No Rest for Chocolatiers
From Gazette editions of September, 1984:
The Sunday morning of Labor Day weekend finds Jan Campbell untanned. But her Squibnuggets and her Menemsha mints, her Chappy Clowns and other edibles on the shelves of Chilmark Chocolates are deep and dark evidence that 23-year-old Jan Campbell did not fiddle while the Island burned during the summer of 1984. This day, she recalls her first year in business. “I’ll be glad to have a week’s vacation,” she says, while her father-mentor-partner Malcolm Campbell dips blueberry clusters into a vat from Hilliard’s Chocolate Systems.
From Memorial Day weekend through the summer, Miss Campbell’s formula for business has been the same: “Working about 18 hours a day. The toughest part is keeping enough chocolate on the shelves, and that’s because each candy is made by hand. People are surprisingly knowledgeable,” she says. “Chocolate’s a fad right now.”
Many customers come in wanting to know how long and with what kind of ingredients the store’s chocolate had been “conched” — that is, ground up and mixed. In Europe, the process often takes days, whereas many chocolates produced in the U.S. may get only a few hours of preparation. Not so the 10-pound bars of chocolate in Miss Campbell’s stockroom, from the Van Leer chocolate company of New Jersey. Van Leer is her mother’s maiden name, and the children pictured on the Van Leer packages are her mother and her uncle. That is just one of her “roots planted firmly in chocolate.” Another is her father, a chocolate manufacturer himself. One Easter, Malcolm Campbell determined to train his descendants in the art, and Jan took to it right off. “I made so much stuff that people couldn’t eat it all,” she says.
Finally this past winter, the family, which has been coming to the Vineyard since 1976, bought the property the store now sits on — house and barn-workshop — from Skip Mayhew. “It was just a perfect, lucky find,” Jan says.

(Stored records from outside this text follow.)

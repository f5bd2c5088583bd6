use crate::error::Result;
use crate::geometry::{LineString, Polygon};
use crate::io::wkb::reader::geometry::{Header, WKBReader};

impl<'a> WKBReader<'a> {
    pub(super) fn read_polygon(&mut self, header: Header) -> Result<Polygon> {
        // Each ring holds at least its own point count
        let num_rings = self.read_count(header.byte_order, 4)?;
        let mut rings = Vec::with_capacity(num_rings);
        for _ in 0..num_rings {
            let points = self.read_points(header)?;
            rings.push(LineString::new(points, header.dim, header.srid)?);
        }
        Polygon::new(rings, header.dim, header.srid)
    }
}

#[cfg(test)]
mod test {
    use crate::error::GeometryError;
    use crate::io::wkb::read;

    fn ring_polygon(coords: &[(f64, f64)]) -> Vec<u8> {
        let mut buf = vec![1u8];
        buf.extend_from_slice(&3u32.to_le_bytes());
        buf.extend_from_slice(&1u32.to_le_bytes());
        buf.extend_from_slice(&(coords.len() as u32).to_le_bytes());
        for (x, y) in coords {
            buf.extend_from_slice(&x.to_le_bytes());
            buf.extend_from_slice(&y.to_le_bytes());
        }
        buf
    }

    #[test]
    fn closed_ring() {
        let buf = ring_polygon(&[(0., 0.), (1., 0.), (1., 1.), (0., 0.)]);
        let poly = read(&buf).unwrap().into_polygon().unwrap();
        assert_eq!(poly.exterior_ring().unwrap().num_points(), 4);
    }

    #[test]
    fn open_ring() {
        let buf = ring_polygon(&[(0., 0.), (1., 0.), (1., 1.), (0., 1.)]);
        assert!(matches!(read(&buf), Err(GeometryError::Degenerate(_))));
    }
}
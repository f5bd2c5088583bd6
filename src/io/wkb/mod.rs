//! Reading and writing ISO-flavored WKB, with the EWKB SRID extension.

mod api;
mod common;
pub(crate) mod reader;
pub(crate) mod writer;

pub use api::{from_hex, read, read_with_options, to_hex, write, write_to, FromWKB};
pub use common::{Endianness, WKBType, EWKB_M_FLAG, EWKB_Z_FLAG, SRID_FLAG};
pub use writer::{geometry_wkb_size, ToWkb, WkbWriter, WkbWriterOptions};
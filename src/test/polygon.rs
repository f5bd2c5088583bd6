use crate::geometry::Polygon;
use crate::test::linestring::{ring0, square};

pub(crate) fn p0() -> Polygon {
    Polygon::xy(vec![ring0()], 0).unwrap()
}

/// A square with a square hole.
pub(crate) fn donut() -> Polygon {
    Polygon::xy(vec![square(0., 0., 10.), square(2., 2., 4.)], 0).unwrap()
}
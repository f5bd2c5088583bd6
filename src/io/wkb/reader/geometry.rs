use std::io::Cursor;

use byteorder::{BigEndian, LittleEndian, ReadBytesExt};
use log::trace;

use crate::datatypes::{Dimension, GeometryType};
use crate::error::{GeometryError, Result};
use crate::geometry::{Geometry, LineString, Point, Polygon};
use crate::io::wkb::common::{Endianness, WKBType};
use crate::io::ReadOptions;

/// The header fields every body reader needs.
#[derive(Debug, Clone, Copy)]
pub(super) struct Header {
    pub byte_order: Endianness,
    pub dim: Dimension,
    pub srid: i32,
}

/// A recursive-descent WKB decoder over a borrowed buffer.
pub(crate) struct WKBReader<'a> {
    cursor: Cursor<&'a [u8]>,
    max_depth: usize,
}

impl<'a> WKBReader<'a> {
    pub fn new(buf: &'a [u8], options: &ReadOptions) -> Self {
        Self {
            cursor: Cursor::new(buf),
            max_depth: options.max_depth,
        }
    }

    /// Decode exactly one geometry spanning the whole buffer.
    pub fn read(mut self) -> Result<Geometry> {
        let geom = self.read_geometry(0, None)?;
        let remaining = self.remaining();
        if remaining > 0 {
            return Err(GeometryError::Decode(format!(
                "{remaining} trailing bytes after geometry"
            )));
        }
        Ok(geom)
    }

    /// Decode one self-describing geometry at the current position.
    ///
    /// Without an explicit SRID the geometry takes `inherited_srid`, or 0 at the top level.
    pub(super) fn read_geometry(
        &mut self,
        depth: usize,
        inherited_srid: Option<i32>,
    ) -> Result<Geometry> {
        if depth > self.max_depth {
            return Err(GeometryError::Decode(format!(
                "geometry nested deeper than {} levels",
                self.max_depth
            )));
        }

        let offset = self.cursor.position();
        let byte_order = Endianness::try_from(self.read_u8()?)?;
        let wkb_type = WKBType::from_code(self.read_u32(byte_order)?)?;
        let srid = if wkb_type.has_srid {
            self.read_i32(byte_order)?
        } else {
            inherited_srid.unwrap_or(0)
        };
        trace!(
            "reading WKB {} {} (srid {srid}) at offset {offset}",
            wkb_type.geometry_type,
            wkb_type.dim
        );

        let header = Header {
            byte_order,
            dim: wkb_type.dim,
            srid,
        };
        let geom = match wkb_type.geometry_type {
            GeometryType::Point => self.read_point(header)?.into(),
            GeometryType::LineString => self.read_line_string(header)?.into(),
            GeometryType::Polygon => self.read_polygon(header)?.into(),
            GeometryType::MultiPoint => self.read_collection::<Point>(header, depth)?.into(),
            GeometryType::MultiLineString => {
                self.read_collection::<LineString>(header, depth)?.into()
            }
            GeometryType::MultiPolygon => self.read_collection::<Polygon>(header, depth)?.into(),
            GeometryType::GeometryCollection => {
                self.read_collection::<Geometry>(header, depth)?.into()
            }
        };
        Ok(geom)
    }

    fn remaining(&self) -> u64 {
        let len = self.cursor.get_ref().len() as u64;
        len.saturating_sub(self.cursor.position())
    }

    fn truncated(&self, err: std::io::Error) -> GeometryError {
        GeometryError::Decode(format!(
            "unexpected end of input at offset {}: {err}",
            self.cursor.position()
        ))
    }

    pub(super) fn read_u8(&mut self) -> Result<u8> {
        self.cursor.read_u8().map_err(|err| self.truncated(err))
    }

    pub(super) fn read_u32(&mut self, byte_order: Endianness) -> Result<u32> {
        let value = match byte_order {
            Endianness::BigEndian => self.cursor.read_u32::<BigEndian>(),
            Endianness::LittleEndian => self.cursor.read_u32::<LittleEndian>(),
        };
        value.map_err(|err| self.truncated(err))
    }

    pub(super) fn read_i32(&mut self, byte_order: Endianness) -> Result<i32> {
        let value = match byte_order {
            Endianness::BigEndian => self.cursor.read_i32::<BigEndian>(),
            Endianness::LittleEndian => self.cursor.read_i32::<LittleEndian>(),
        };
        value.map_err(|err| self.truncated(err))
    }

    pub(super) fn read_f64(&mut self, byte_order: Endianness) -> Result<f64> {
        let value = match byte_order {
            Endianness::BigEndian => self.cursor.read_f64::<BigEndian>(),
            Endianness::LittleEndian => self.cursor.read_f64::<LittleEndian>(),
        };
        value.map_err(|err| self.truncated(err))
    }

    /// Read an item count, rejecting counts the rest of the buffer cannot possibly hold.
    pub(super) fn read_count(
        &mut self,
        byte_order: Endianness,
        min_item_size: u64,
    ) -> Result<usize> {
        let count = self.read_u32(byte_order)?;
        let needed = u64::from(count) * min_item_size;
        if needed > self.remaining() {
            return Err(GeometryError::Decode(format!(
                "count {count} at offset {} exceeds the remaining {} bytes",
                self.cursor.position() - 4,
                self.remaining()
            )));
        }
        Ok(count as usize)
    }
}
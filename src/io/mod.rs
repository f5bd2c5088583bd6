//! Readers and writers for the Well-Known Text and Well-Known Binary formats, plus
//! interoperability with the `geo` crate.

pub mod display;
pub mod geo;
pub mod wkb;
pub mod wkt;

/// Options shared by the WKB and WKT readers.
#[derive(Debug, Clone, Copy, PartialEq, Eq)]
pub struct ReadOptions {
    /// Maximum nesting depth of collections. Deeper input is rejected instead of exhausting
    /// the stack.
    pub max_depth: usize,
}

impl Default for ReadOptions {
    fn default() -> Self {
        Self { max_depth: 128 }
    }
}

The Dike bridge, a small, wooden bridge leading to East Beach on the island of Chappaquiddick, may be for sale to the buyer with the right price. At a meeting of the Edgartown board of selectmen, chairman Thomas Durawa announced that the town will consider proposals from individuals or organizations interested in purchasing the bridge and removing it. The bridge, scene of a 1969 auto accident involving Sen. Edward Kennedy in which Mary Jo Kopechne died, has attracted thousands of curiosity-seekers in the years since then. Mr. Durawa said selling the bridge may be one way to finance needed improvements in the area. “From what we know of the situation,” he said, “it needs some sheathing around the sides and the bridge is not in the greatest condition.”
Mr. Durawa emphasized that a sale would have to be approved at a town meeting. “What we are doing is letting people know that this would be a possibility. It’s a little bit out of the ordinary, but we are looking at our options.” Talk of replacing the bridge has been brought up before and last year the selectmen discussed demolishing the bridge at the suggestion of Walter Wood, a director of the Chappaquiddick Island Association. Mr. Wood hoped that the destruction of the bridge would reduce the flow of tourists to Chappaquiddick to view the site.

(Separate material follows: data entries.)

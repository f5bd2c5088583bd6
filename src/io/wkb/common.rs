use crate::datatypes::{Dimension, GeometryType};
use crate::error::{GeometryError, Result};

/// Set in the type code when a 4-byte SRID follows it.
pub const SRID_FLAG: u32 = 0x2000_0000;
/// PostGIS EWKB flag for a Z ordinate.
pub const EWKB_Z_FLAG: u32 = 0x8000_0000;
/// PostGIS EWKB flag for an M ordinate.
pub const EWKB_M_FLAG: u32 = 0x4000_0000;

const FLAG_MASK: u32 = SRID_FLAG | EWKB_Z_FLAG | EWKB_M_FLAG;

/// Endianness
#[derive(Debug, Clone, Copy, PartialEq, Eq, Default)]
pub enum Endianness {
    /// Flag byte `0`.
    BigEndian,
    /// Flag byte `1`.
    #[default]
    LittleEndian,
}

impl TryFrom<u8> for Endianness {
    type Error = GeometryError;

    fn try_from(value: u8) -> Result<Self> {
        match value {
            0 => Ok(Endianness::BigEndian),
            1 => Ok(Endianness::LittleEndian),
            other => Err(GeometryError::Decode(format!(
                "unexpected byte order flag {other}"
            ))),
        }
    }
}

impl From<Endianness> for u8 {
    fn from(value: Endianness) -> Self {
        use Endianness::*;
        match value {
            BigEndian => 0,
            LittleEndian => 1,
        }
    }
}

/// The decoded 4-byte type code of a WKB geometry.
///
/// ISO codes add 1000 (Z), 2000 (M) or 3000 (ZM) to the base type code. The reader also honours
/// the PostGIS high-bit flags for Z and M.
#[derive(Debug, Clone, Copy, PartialEq, Eq)]
pub struct WKBType {
    /// The concrete geometry kind.
    pub geometry_type: GeometryType,
    /// The coordinate dimensionality.
    pub dim: Dimension,
    /// Whether an SRID follows the type code.
    pub has_srid: bool,
}

impl WKBType {
    /// Decode a type code.
    pub fn from_code(code: u32) -> Result<Self> {
        let unknown = || GeometryError::Decode(format!("unknown geometry type code {code:#x}"));

        let base = code & !FLAG_MASK;
        let geometry_type = GeometryType::try_from(base % 1000).map_err(|_| unknown())?;
        let (iso_z, iso_m) = match base / 1000 {
            0 => (false, false),
            1 => (true, false),
            2 => (false, true),
            3 => (true, true),
            _ => return Err(unknown()),
        };

        Ok(Self {
            geometry_type,
            dim: Dimension::from_flags(
                iso_z || code & EWKB_Z_FLAG != 0,
                iso_m || code & EWKB_M_FLAG != 0,
            ),
            has_srid: code & SRID_FLAG != 0,
        })
    }

    /// Encode as an ISO type code, with the SRID flag when `has_srid` is set.
    pub fn code(&self) -> u32 {
        let offset = match self.dim {
            Dimension::XY => 0,
            Dimension::XYZ => 1000,
            Dimension::XYM => 2000,
            Dimension::XYZM => 3000,
        };
        let base: u32 = self.geometry_type.into();
        let flag = if self.has_srid { SRID_FLAG } else { 0 };
        (base + offset) | flag
    }
}
use crate::datatypes::{Dimension, GeometryType};
use crate::error::{GeometryError, Result};
use crate::geometry::{Geometry, LineString, NestedArray};
use crate::io::{wkb, wkt};
use crate::trait_::{CollectionMember, GeometryKind, GeometryTrait};
use crate::validate::{nth, validate_members};

/// A Polygon: an exterior ring followed by zero or more interior rings.
///
/// Every ring is a LineString that is either empty or closed with at least four points.
#[derive(Debug, Clone, PartialEq)]
pub struct Polygon {
    rings: Vec<LineString>,
    dim: Dimension,
    srid: i32,
}

impl Polygon {
    /// Construct a polygon. The first ring is the exterior ring.
    pub fn new(rings: Vec<LineString>, dim: Dimension, srid: i32) -> Result<Self> {
        validate_members(&rings, Some(GeometryType::LineString), dim, srid)?;
        for ring in &rings {
            ring.check_ring()?;
        }
        if let Some((exterior, interiors)) = rings.split_first() {
            if exterior.is_empty() && interiors.iter().any(|ring| !ring.is_empty()) {
                return Err(GeometryError::Degenerate(
                    "a polygon with interior rings needs a non-empty exterior ring".to_string(),
                ));
            }
        }
        Ok(Self { rings, dim, srid })
    }

    /// An empty polygon.
    pub fn empty(dim: Dimension, srid: i32) -> Self {
        Self {
            rings: vec![],
            dim,
            srid,
        }
    }

    /// A 2D polygon.
    pub fn xy(rings: Vec<LineString>, srid: i32) -> Result<Self> {
        Self::new(rings, Dimension::XY, srid)
    }

    /// A 3D polygon.
    pub fn xyz(rings: Vec<LineString>, srid: i32) -> Result<Self> {
        Self::new(rings, Dimension::XYZ, srid)
    }

    /// A 2D polygon with measures.
    pub fn xym(rings: Vec<LineString>, srid: i32) -> Result<Self> {
        Self::new(rings, Dimension::XYM, srid)
    }

    /// A 3D polygon with measures.
    pub fn xyzm(rings: Vec<LineString>, srid: i32) -> Result<Self> {
        Self::new(rings, Dimension::XYZM, srid)
    }

    /// The exterior ring, or `None` for an empty polygon.
    pub fn exterior_ring(&self) -> Option<&LineString> {
        self.rings.first()
    }

    /// The number of interior rings
    pub fn num_interior_rings(&self) -> usize {
        self.rings.len().saturating_sub(1)
    }

    /// The `n`th interior ring, 1-based.
    pub fn interior_ring_n(&self, n: usize) -> Result<&LineString> {
        nth(self.rings.get(1..).unwrap_or_default(), n)
    }

    /// An iterator over the interior rings
    pub fn interior_rings(&self) -> std::slice::Iter<'_, LineString> {
        self.rings.get(1..).unwrap_or_default().iter()
    }

    /// An iterator over all rings, exterior first.
    pub fn rings(&self) -> std::slice::Iter<'_, LineString> {
        self.rings.iter()
    }
}

impl GeometryTrait for Polygon {
    fn geometry_type(&self) -> GeometryType {
        GeometryType::Polygon
    }

    fn dim(&self) -> Dimension {
        self.dim
    }

    fn srid(&self) -> i32 {
        self.srid
    }

    fn is_empty(&self) -> bool {
        self.rings.is_empty()
    }

    fn dimension(&self) -> Result<usize> {
        Ok(2)
    }

    fn to_array(&self) -> NestedArray {
        NestedArray::Nested(self.rings.iter().map(|r| r.to_array()).collect())
    }

    fn as_text(&self) -> String {
        wkt::write(self)
    }

    fn as_binary(&self) -> Vec<u8> {
        wkb::write(self, &Default::default())
    }
}

impl GeometryKind for Polygon {
    const GEOMETRY_TYPE: Option<GeometryType> = Some(GeometryType::Polygon);

    fn from_geometry(geom: Geometry) -> Result<Self> {
        geom.try_into()
    }

    fn with_srid(&self, srid: i32) -> Self {
        Self {
            rings: self.rings.iter().map(|r| r.with_srid(srid)).collect(),
            dim: self.dim,
            srid,
        }
    }
}

impl CollectionMember for Polygon {
    const COLLECTION_TYPE: GeometryType = GeometryType::MultiPolygon;
}

#[cfg(test)]
mod test {
    use super::*;
    use crate::geometry::Point;
    use crate::test::linestring::{ls0, ring0};
    use crate::test::polygon::{donut, p0};

    #[test]
    fn rings() {
        let poly = donut();
        assert_eq!(poly.num_interior_rings(), 1);
        assert_eq!(poly.exterior_ring().unwrap().num_points(), 5);
        assert_eq!(poly.interior_ring_n(1).unwrap().num_points(), 5);
        assert!(matches!(
            poly.interior_ring_n(2),
            Err(GeometryError::OutOfRange { index: 2, len: 1 })
        ));
        assert_eq!(poly.interior_rings().count(), 1);
        assert_eq!(poly.rings().count(), 2);
    }

    #[test]
    fn rejects_open_ring() {
        let open = LineString::xy(
            vec![
                Point::xy(0., 0., 0),
                Point::xy(1., 0., 0),
                Point::xy(1., 1., 0),
                Point::xy(0., 1., 0),
            ],
            0,
        )
        .unwrap();
        let err = Polygon::xy(vec![open], 0).unwrap_err();
        assert!(matches!(err, GeometryError::Degenerate(_)));
    }

    #[test]
    fn rejects_holes_without_exterior() {
        let holes = vec![LineString::empty(Dimension::XY, 0), ring0()];
        let err = Polygon::xy(holes, 0).unwrap_err();
        assert!(matches!(err, GeometryError::Degenerate(_)));

        let err = crate::io::wkt::read("POLYGON (EMPTY, (0 0, 10 0, 10 10, 0 10, 0 0))")
            .unwrap_err();
        assert!(matches!(err, GeometryError::Degenerate(_)));

        let exterior_only = Polygon::xy(vec![LineString::empty(Dimension::XY, 0)], 0);
        assert!(exterior_only.is_ok());
    }

    #[test]
    fn rejects_short_ring() {
        let err = Polygon::xy(vec![ls0()], 0).unwrap_err();
        assert!(matches!(err, GeometryError::Degenerate(_)));
    }

    #[test]
    fn rejects_ring_with_other_srid() {
        let err = Polygon::xy(vec![ring0().with_srid(3857)], 4326).unwrap_err();
        assert!(matches!(
            err,
            GeometryError::SridMismatch {
                index: 0,
                expected: 4326,
                actual: 3857,
            }
        ));
    }

    #[test]
    fn empty_polygon() {
        let poly = Polygon::empty(Dimension::XYM, 0);
        assert!(poly.is_empty());
        assert!(poly.exterior_ring().is_none());
        assert_eq!(poly.num_interior_rings(), 0);
        assert!(poly.interior_ring_n(1).is_err());
        assert_eq!(poly.dimension().unwrap(), 2);
    }

    #[test]
    fn to_array_nests_rings() {
        let arr = p0().to_array();
        let NestedArray::Nested(rings) = arr else {
            panic!("expected nested rings");
        };
        assert_eq!(rings.len(), 1);
    }
}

The Grapevine, a Vineyard weekly newspaper for 13 years, closed yesterday morning. The last issue of The Grapevine as the Island knows it was published on Tuesday of this week. Grapevine publisher Robert Dole confirmed the closing. Mr. Dole said: “We are closing down effective immediately.” The closing followed the resignation of Marlene Rubin, who had been general manager, business manager and acting editor since Gerald Kelly left to edit a new Vineyard weekly, the Martha’s Vineyard Times. Mrs. Rubin said: “I feel very sad to see the Grapevine not operating.” She said she had been running the paper virtually alone, and resigned because the workload was too great. The Grapevine’s roots go back to the early seventies. The first issue was published during Earth Week in the spring of 1971, as a newspaper “primarily focused on the people of the Vineyard, those stalwart Island-lovers who live here year-round.”
Organizers and planners of Solviva Inc. welcomed 200 people Saturday to the grand unveiling of their solar greenhouse. These pioneers in agricultural and energy self-sufficiency have built an impressive complex in their forest clearing. Small bands of people studied the long greenhouse structure, and Solviva people led tours inside where volunteers have created a perpetual summer garden. As the sun dipped toward the tops of the trees, volunteers arranged a banquet of garden produce. And everyone prepared for an evening of dancing under the stars.